I think the main problem is the first Robocop already told the best and most compelling story with this character-- his creation and Murphy's gradual reawakening from within-- and already had the best villains (in Boddicker and Jones) and coolest action sequences (Robo vs ED-209, Robo vs the people who killed him, Robo vs his own police department, Robo vs an entire freakin warehouse of armed bad guys...)
I think The Series
managed to do excellent work with the RoboCop character, by exploring his existence as a hybrid being who was neither man nor machine, who remembered the life of Alex Murphy but could never be Alex Murphy, never return to his family or even let them know that a part of him survived. It also developed him by giving him distinct relationships with various other characters. Although it took a while to get the hang of it. The early episodes tended to marginalize Robo by having him frequently damaged and taken out of action, with the focus more on his supporting cast, but over time they really enriched their exploration of his character. I don't agree that an origin story is the most interesting story to tell about a character; quite often it's one of the least interesting, because there's so much emphasis on establishing how a character became who they are that there's not much room to explore that identity.

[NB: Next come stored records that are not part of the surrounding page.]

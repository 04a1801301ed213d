//! Layout description loading from a file or stdin.

use std::fs;
use std::io::{self, Read};
use std::path::Path;

use llgroup_layout::GroupSet;

/// Read a layout description. `-` reads stdin.
pub fn load_layout_text(path: &Path) -> Result<String, String> {
    if path.as_os_str() == "-" {
        let mut buf = String::new();
        io::stdin()
            .read_to_string(&mut buf)
            .map_err(|e| format!("failed to read stdin: {e}"))?;
        return Ok(buf);
    }
    fs::read_to_string(path).map_err(|e| format!("failed to read {}: {e}", path.display()))
}

/// Read and validate every group in a layout description.
pub fn load_group_set(path: &Path) -> Result<GroupSet, String> {
    let text = load_layout_text(path)?;
    GroupSet::from_json(&text).map_err(|e| e.to_string())
}

/// Load a set or exit with an error message.
pub fn require_group_set(path: &Path) -> GroupSet {
    match load_group_set(path) {
        Ok(set) => set,
        Err(msg) => {
            eprintln!("error: {msg}");
            std::process::exit(1);
        }
    }
}
use indoc::indoc;
use llgroup_core::WORD_SIZE;

use crate::{GroupLayout, GroupSet, LayoutError, RawGroup};

const W: usize = WORD_SIZE;

#[test]
fn from_raw_keeps_order() {
    let set = GroupSet::from_raw([
        RawGroup::new("b", 2 * W).member("x", W, None),
        RawGroup::new("a", 2 * W).member("y", W, None),
    ])
    .unwrap();

    assert_eq!(set.len(), 2);
    let names: Vec<&str> = set.iter().map(GroupLayout::name).collect();
    assert_eq!(names, ["b", "a"]);
    assert!(set.get("a").is_some());
    assert!(set.get("c").is_none());
}

#[test]
fn duplicate_group_is_rejected() {
    let err = GroupSet::from_raw([RawGroup::new("a", W), RawGroup::new("a", 2 * W)]).unwrap_err();
    assert!(matches!(err, LayoutError::DuplicateGroup { ref group } if group == "a"));
}

#[test]
fn first_invalid_group_stops_loading() {
    let err = GroupSet::from_raw([
        RawGroup::new("ok", W),
        RawGroup::new("bad", W).member("m", W + 1, None),
    ])
    .unwrap_err();
    assert!(err.to_string().starts_with("group `bad`"));
}

#[test]
fn from_json_without_word_size() {
    let json = format!(
        r#"[{{ "name": "g", "size": {}, "members": [{{ "name": "m", "offset": {} }}] }}]"#,
        4 * W,
        2 * W
    );
    let set = GroupSet::from_json(&json).unwrap();
    assert_eq!(set.get("g").unwrap().offset_of("m").unwrap().get(), 2);
}

#[test]
fn from_json_syntax_error() {
    let err = GroupSet::from_json("[{").unwrap_err();
    assert!(matches!(err, LayoutError::Json(_)));
    assert!(err.to_string().starts_with("invalid layout description"));
}

#[test]
#[cfg(target_pointer_width = "64")]
fn from_json_fixture() {
    let json = indoc! {r#"
        [
            { "name": "type_info", "size": 64, "word_size": 8,
              "members": [{ "name": "int_type", "offset": 8, "size": 16 }] },
            { "name": "vtables", "size": 32,
              "members": [{ "name": "list", "offset": 16 }] }
        ]
    "#};

    let set = GroupSet::from_json(json).unwrap();
    assert_eq!(set.get("type_info").unwrap().offset_of("int_type").unwrap().get(), 1);
    assert_eq!(set.get("vtables").unwrap().offset_of("list").unwrap().get(), 2);
}

#[test]
fn insert_after_construction() {
    let mut set = GroupSet::new();
    assert!(set.is_empty());

    set.insert(GroupLayout::from_raw(RawGroup::new("a", W)).unwrap())
        .unwrap();
    let err = set
        .insert(GroupLayout::from_raw(RawGroup::new("a", W)).unwrap())
        .unwrap_err();
    assert_eq!(err.to_string(), "group `a` is declared twice");
}
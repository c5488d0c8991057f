//! Whitespace-delimited token reader over any buffered input

use anyhow::{Context, Result};
use std::collections::VecDeque;
use std::io::BufRead;
use tracing::{debug, trace};

/// Token separators: ASCII space, tab, newline, vertical tab, form feed and
/// carriage return. Unicode spaces such as U+00A0 stay inside the token.
fn is_separator(c: char) -> bool {
    c.is_ascii_whitespace() || c == '\x0b'
}

/// Pulls tokens line by line, so interactive input may span several lines
pub struct TokenReader<R> {
    reader: R,
    pending: VecDeque<String>,
}

impl<R: BufRead> TokenReader<R> {
    pub fn new(reader: R) -> Self {
        Self {
            reader,
            pending: VecDeque::new(),
        }
    }

    /// Returns the next token, or None at end of input
    pub fn next_token(&mut self) -> Result<Option<String>> {
        while self.pending.is_empty() {
            let mut line = Vec::new();
            let read = self
                .reader
                .read_until(b'\n', &mut line)
                .context("Failed to read from input")?;
            if read == 0 {
                return Ok(None);
            }
            trace!(bytes = read, "read input line");

            // Invalid UTF-8 becomes U+FFFD and simply fails validation
            let line = String::from_utf8_lossy(&line);
            self.pending.extend(
                line.split(is_separator)
                    .filter(|token| !token.is_empty())
                    .map(str::to_string),
            );
        }

        Ok(self.pending.pop_front())
    }

    /// Reads exactly `count` tokens, failing if input ends first
    pub fn take(&mut self, count: usize) -> Result<Vec<String>> {
        let mut tokens = Vec::with_capacity(count);
        while tokens.len() < count {
            match self.next_token()? {
                Some(token) => tokens.push(token),
                None => anyhow::bail!(
                    "unexpected end of input: expected {} addresses, got {}",
                    count,
                    tokens.len()
                ),
            }
        }

        if !self.pending.is_empty() {
            debug!(ignored = self.pending.len(), "ignoring extra tokens on last line");
        }

        Ok(tokens)
    }
}
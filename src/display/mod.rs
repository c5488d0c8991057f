//! Display module for rendering address entries as text or JSON lines.
pub mod json;
pub mod text;
pub use json::*;
pub use text::*;

use crate::domain::AddressEntry;
use anyhow::Result;
use clap::ValueEnum;

/// Output format selected on the command line
#[derive(Debug, Clone, Copy, PartialEq, Eq, Default, ValueEnum)]
pub enum OutputFormat {
    #[default]
    Text,
    Json,
}

impl OutputFormat {
    /// Renders one entry as a single output line (without the newline)
    pub fn render(&self, entry: &AddressEntry) -> Result<String> {
        match self {
            Self::Text => Ok(TextFormatter::new().format(entry)),
            Self::Json => JsonFormatter::new().format(entry),
        }
    }
}
//! Domain value objects for address literals and their validation.

pub mod types;

pub use types::*;
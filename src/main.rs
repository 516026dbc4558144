use connections::cli::{CliInterface, parse_cli};
use connections::logging::{self, LogTarget};
use connections::tui::TuiInterface;
use connections::{PuzzleSession, embedded_puzzles, game_loop, info_log};
use std::io;
use std::process::ExitCode;

fn main() -> ExitCode {
    let cli = parse_cli();

    let log_target = match logging::default_log_path() {
        Some(path) if !cli.plain => LogTarget::File(path),
        _ => LogTarget::Stderr,
    };
    if let Err(e) = logging::init(log_target) {
        eprintln!("Failed to set up logging: {e}");
    }

    let puzzles = embedded_puzzles();
    let start = cli.start_index();
    let session = match cli.seed {
        Some(seed) => PuzzleSession::seeded(puzzles, start, seed),
        None => PuzzleSession::new(puzzles, start),
    };
    let mut session = match session {
        Ok(session) => session,
        Err(e) => {
            eprintln!("Invalid puzzle content: {e}");
            return ExitCode::FAILURE;
        }
    };
    info_log!("main() - {} puzzles loaded", session.puzzle_count());

    if cli.plain {
        game_loop(&mut session, CliInterface::new(io::stdin().lock()));
        return ExitCode::SUCCESS;
    }

    match TuiInterface::new() {
        Ok(tui) => {
            game_loop(&mut session, tui);
            ExitCode::SUCCESS
        }
        Err(e) => {
            eprintln!("Failed to start the terminal interface: {e}");
            eprintln!("Try again with --plain.");
            ExitCode::FAILURE
        }
    }
}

Indeed, what disappoints me about the original film is that once RoboCop remembers his past, he's portrayed basically as Alex Murphy in a metal suit. I'm much more intrigued by the series' version, where he's not just Murphy but a new, unique entity formed from the blending of Murphy's incomplete memories and psyche with RoboCop's logical programming. It makes him a more distinctive and complex character, a being caught between worlds and identities, not fully a man or a machine and struggling to reconcile the demands of both. (And kudos to Richard Eden for the amazing way he conveyed so much of that internal struggle so subtly, with the barest hint of expression and intonation -- a skill that nobody else since Leonard Nimoy has ever mastered so well.)
And sure, R:TS didn't have action sequences on the level of the movies, but action is boring without worthwhile characters and emotional stakes, whereas stories that have those things can be entirely satisfying without needing big action.
(That said, I do have a soft spot for RoboCop 2
's climactic action, since it's probably the last great stop-motion animation set piece in cinema history. Sure, the underlying plot is silly and the characters superficial, but you can say the same about a lot of Ray Harryhausen movies.)